BEGIN Extracted records

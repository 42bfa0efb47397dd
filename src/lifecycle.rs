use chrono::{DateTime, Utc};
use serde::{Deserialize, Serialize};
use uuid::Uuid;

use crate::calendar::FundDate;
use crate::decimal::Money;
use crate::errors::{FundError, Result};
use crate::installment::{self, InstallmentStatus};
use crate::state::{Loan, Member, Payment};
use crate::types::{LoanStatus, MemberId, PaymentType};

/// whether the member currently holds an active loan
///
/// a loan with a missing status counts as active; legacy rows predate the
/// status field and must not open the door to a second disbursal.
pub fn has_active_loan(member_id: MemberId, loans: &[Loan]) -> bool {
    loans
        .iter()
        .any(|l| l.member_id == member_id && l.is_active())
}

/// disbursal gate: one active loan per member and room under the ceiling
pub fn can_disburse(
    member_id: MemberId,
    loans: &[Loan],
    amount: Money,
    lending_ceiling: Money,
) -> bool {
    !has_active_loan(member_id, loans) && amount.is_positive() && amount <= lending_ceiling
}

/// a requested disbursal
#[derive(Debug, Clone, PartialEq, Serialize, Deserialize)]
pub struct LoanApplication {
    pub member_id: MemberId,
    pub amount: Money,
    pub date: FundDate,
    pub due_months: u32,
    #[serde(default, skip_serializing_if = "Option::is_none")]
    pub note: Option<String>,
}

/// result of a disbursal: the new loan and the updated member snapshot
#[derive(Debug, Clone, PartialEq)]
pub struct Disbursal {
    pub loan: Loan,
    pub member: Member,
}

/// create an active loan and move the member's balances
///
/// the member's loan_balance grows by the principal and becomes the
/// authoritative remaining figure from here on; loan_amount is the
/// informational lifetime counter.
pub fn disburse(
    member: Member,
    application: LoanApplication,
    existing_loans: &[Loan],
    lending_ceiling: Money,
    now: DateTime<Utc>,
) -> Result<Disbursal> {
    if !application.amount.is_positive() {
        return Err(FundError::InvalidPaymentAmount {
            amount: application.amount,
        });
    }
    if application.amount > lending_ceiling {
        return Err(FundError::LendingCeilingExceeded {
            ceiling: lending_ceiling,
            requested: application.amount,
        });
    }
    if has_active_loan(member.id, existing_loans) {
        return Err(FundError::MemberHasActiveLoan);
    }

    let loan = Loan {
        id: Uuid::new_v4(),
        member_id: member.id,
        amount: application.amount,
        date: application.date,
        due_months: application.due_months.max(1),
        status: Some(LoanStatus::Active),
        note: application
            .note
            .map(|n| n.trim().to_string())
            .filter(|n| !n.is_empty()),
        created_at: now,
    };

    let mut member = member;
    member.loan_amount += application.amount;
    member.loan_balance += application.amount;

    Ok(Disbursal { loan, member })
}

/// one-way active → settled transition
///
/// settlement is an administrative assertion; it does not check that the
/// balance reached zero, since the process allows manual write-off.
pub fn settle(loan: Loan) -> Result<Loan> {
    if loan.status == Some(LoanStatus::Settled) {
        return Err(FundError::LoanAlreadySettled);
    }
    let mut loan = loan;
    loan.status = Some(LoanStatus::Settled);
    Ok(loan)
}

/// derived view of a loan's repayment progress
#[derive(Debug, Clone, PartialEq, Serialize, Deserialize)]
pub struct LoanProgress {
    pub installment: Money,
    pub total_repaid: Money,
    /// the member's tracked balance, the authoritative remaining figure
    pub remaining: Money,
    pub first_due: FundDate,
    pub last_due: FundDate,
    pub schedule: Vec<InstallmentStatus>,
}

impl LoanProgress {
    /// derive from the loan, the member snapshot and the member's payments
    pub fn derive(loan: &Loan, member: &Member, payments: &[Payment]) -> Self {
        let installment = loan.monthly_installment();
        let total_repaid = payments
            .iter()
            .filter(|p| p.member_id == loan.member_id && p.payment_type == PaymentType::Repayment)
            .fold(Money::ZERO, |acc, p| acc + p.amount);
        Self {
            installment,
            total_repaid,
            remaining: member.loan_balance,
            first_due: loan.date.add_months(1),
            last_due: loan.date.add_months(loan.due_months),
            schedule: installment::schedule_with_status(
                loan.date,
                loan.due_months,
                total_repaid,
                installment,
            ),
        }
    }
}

END Extracted records
BEGIN Extracted records

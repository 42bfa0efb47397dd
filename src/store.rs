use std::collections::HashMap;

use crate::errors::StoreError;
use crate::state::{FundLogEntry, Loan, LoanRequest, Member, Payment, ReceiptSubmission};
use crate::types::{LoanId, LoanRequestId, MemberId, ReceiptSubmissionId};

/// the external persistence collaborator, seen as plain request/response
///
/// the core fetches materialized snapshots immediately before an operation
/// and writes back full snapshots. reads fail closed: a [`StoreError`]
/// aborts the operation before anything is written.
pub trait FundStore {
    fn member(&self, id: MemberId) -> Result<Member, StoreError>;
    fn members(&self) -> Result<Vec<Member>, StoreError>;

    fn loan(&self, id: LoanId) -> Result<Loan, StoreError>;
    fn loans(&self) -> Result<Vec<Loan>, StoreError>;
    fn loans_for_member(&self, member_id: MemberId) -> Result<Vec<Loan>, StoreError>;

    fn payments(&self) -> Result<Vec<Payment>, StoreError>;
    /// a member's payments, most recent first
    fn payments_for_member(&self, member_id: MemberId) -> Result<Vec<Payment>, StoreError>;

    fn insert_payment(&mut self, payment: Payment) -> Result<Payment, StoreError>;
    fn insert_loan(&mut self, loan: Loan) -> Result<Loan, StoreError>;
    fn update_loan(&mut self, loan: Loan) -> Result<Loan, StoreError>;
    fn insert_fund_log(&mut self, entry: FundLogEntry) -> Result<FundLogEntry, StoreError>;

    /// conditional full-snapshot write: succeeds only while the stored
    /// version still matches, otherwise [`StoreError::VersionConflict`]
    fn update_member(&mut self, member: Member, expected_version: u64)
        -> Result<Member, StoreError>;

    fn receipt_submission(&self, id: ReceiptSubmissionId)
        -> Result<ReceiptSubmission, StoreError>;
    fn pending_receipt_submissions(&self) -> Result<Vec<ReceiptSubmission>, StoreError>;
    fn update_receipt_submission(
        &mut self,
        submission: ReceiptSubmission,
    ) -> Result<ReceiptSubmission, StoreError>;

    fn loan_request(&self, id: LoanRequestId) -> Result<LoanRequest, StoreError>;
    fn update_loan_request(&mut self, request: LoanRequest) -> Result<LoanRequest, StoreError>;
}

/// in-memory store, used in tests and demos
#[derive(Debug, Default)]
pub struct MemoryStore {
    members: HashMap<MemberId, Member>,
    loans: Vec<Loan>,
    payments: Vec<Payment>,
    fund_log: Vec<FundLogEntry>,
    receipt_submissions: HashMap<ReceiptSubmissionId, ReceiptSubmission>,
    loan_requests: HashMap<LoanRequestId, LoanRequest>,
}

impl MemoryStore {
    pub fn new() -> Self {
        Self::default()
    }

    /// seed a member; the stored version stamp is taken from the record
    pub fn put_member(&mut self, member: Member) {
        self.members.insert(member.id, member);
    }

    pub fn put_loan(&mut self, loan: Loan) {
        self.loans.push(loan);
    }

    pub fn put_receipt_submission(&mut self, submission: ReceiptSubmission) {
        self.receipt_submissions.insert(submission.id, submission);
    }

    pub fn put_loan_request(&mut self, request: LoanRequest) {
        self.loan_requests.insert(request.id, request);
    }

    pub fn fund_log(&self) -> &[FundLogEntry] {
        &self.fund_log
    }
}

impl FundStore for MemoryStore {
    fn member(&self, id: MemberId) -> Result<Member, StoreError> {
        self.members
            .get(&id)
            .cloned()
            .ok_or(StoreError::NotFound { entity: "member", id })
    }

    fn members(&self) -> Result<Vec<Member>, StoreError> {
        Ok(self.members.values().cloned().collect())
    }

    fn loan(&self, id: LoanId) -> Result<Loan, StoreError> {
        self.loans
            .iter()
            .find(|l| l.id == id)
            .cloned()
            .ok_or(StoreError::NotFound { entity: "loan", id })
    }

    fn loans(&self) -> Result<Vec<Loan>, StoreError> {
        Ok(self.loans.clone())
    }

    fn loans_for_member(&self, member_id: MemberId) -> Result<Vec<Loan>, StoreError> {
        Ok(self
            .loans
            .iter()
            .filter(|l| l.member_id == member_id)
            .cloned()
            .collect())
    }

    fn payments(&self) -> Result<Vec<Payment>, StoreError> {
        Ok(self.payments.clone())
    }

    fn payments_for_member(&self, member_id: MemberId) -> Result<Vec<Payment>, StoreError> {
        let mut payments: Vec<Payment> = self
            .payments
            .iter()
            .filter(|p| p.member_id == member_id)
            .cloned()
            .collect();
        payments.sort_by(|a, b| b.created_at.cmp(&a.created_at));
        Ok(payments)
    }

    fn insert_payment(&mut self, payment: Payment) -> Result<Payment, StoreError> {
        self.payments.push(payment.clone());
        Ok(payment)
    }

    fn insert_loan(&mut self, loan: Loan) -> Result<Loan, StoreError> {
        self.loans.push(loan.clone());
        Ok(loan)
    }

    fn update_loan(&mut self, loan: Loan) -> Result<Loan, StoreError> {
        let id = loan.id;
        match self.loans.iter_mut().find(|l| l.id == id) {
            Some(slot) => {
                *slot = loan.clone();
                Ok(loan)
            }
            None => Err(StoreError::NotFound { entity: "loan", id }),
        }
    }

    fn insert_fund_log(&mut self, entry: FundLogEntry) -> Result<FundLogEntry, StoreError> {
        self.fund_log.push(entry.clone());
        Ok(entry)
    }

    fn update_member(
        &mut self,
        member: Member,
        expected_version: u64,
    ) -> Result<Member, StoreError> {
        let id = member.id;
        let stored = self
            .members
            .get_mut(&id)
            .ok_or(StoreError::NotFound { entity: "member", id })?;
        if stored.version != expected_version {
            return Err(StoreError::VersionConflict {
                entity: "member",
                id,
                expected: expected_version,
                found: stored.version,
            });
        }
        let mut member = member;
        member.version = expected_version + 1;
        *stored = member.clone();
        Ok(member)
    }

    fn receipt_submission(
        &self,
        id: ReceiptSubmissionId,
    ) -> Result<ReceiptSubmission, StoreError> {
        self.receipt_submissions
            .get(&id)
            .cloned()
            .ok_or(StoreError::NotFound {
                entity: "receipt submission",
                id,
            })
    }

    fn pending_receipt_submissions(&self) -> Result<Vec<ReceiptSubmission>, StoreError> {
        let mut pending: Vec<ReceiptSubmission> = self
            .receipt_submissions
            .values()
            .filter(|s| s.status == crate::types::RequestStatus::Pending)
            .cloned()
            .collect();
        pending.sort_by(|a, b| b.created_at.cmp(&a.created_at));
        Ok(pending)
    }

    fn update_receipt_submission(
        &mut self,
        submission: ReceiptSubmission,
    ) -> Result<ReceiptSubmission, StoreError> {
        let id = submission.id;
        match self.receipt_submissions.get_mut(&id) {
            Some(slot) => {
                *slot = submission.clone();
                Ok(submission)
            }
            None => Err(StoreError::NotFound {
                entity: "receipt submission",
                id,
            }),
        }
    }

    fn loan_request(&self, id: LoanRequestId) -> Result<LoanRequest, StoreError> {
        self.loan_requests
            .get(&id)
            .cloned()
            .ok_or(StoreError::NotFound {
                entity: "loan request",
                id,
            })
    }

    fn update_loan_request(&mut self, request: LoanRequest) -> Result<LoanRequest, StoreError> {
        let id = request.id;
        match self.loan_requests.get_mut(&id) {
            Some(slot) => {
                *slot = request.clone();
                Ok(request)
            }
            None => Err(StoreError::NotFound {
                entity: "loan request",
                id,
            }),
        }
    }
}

END Extracted records

Look through the records above and report how many lines hold the word "entity", giving only the number.

The answer :: 9